Development of Biocatalysts Based on Cytochrome P450s
Cytochrome P450s and Decoy Molecules
Cytochrome P450s (P450s) are ubiquitous enzymes that comprise a superfamily of heme-containing monooxygenases and involved in oxidative metabolism, detoxification, and synthesis of steroids. P450s have been regarded as attractive candidates for oxidation catalysts because of their high catalytic activity for direct oxygen insertion into unactivated C-H bonds. In general, bacterial cytochrome P450s (P450s) possess high catalytic activity and high substrate specificity at the same time. To utilize bacterial P450s as a biocatalyst for the oxidation of various substrates, we have to alter their substrate specificity.
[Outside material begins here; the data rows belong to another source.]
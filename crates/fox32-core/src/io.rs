/// Port-mapped I/O façade (§4.7). The VM never talks to devices directly;
/// `IN`/`OUT` go through this trait, matching the source's
/// `io_read`/`io_write` function-pointer pair but with the `void *user`
/// folded into ordinary closure/struct capture.
pub trait IoHandler {
    /// Returns `Err(())` to raise a bus fault, mirroring a nonzero return
    /// from `io_read` in the source.
    fn read(&mut self, port: u32) -> Result<u32, ()>;
    fn write(&mut self, port: u32, value: u32) -> Result<(), ()>;
}

/// Matches `io_read_default_impl`/`io_write_default_impl`: reads return 0,
/// writes to port 0 echo the low byte to stdout.
#[derive(Default)]
pub struct DefaultIo;

impl IoHandler for DefaultIo {
    fn read(&mut self, _port: u32) -> Result<u32, ()> {
        Ok(0)
    }

    fn write(&mut self, port: u32, value: u32) -> Result<(), ()> {
        if port == 0 {
            print!("{}", value as u8 as char);
        }
        Ok(())
    }
}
Although site-directed and random mutagenesis have been regarded as one of the most powerful approach to change the substrate specificity of P450s, we recently have demonstrated that the substrate specificity of hydrogen peroxide-dependent P450s (P450BSβ and P450SPα) can be altered just by adding a decoy molecule, which has a structural similarity to their natural substrate. In this reaction system, the decoy molecule induced substrate misrecognition and non-natural substrates were oxidized by P450BSβ and P450SPα without replacing any amino acid residues. More recently, we have expanded this substrate misrecognition system to include P450BM3. Utilizing perfluorinated carboxylic acids as a decoy molecule toward P450BM3, we have succeeded in hydroxylation of propane and butane. Interestingly, the catalytic activity of P450BM3 are dependent on the alkyl chain length of perfluorinated carboxylic acid and perfluorinated decanoic acid gave the highest rate of product formation for propane hydroxylation among perfluorinated carboxylic acids examined. These results indicate that the substrate specificity can be changed by adding decoy molecules and the catalytic activity can be controlled by the choice of decoy molecule.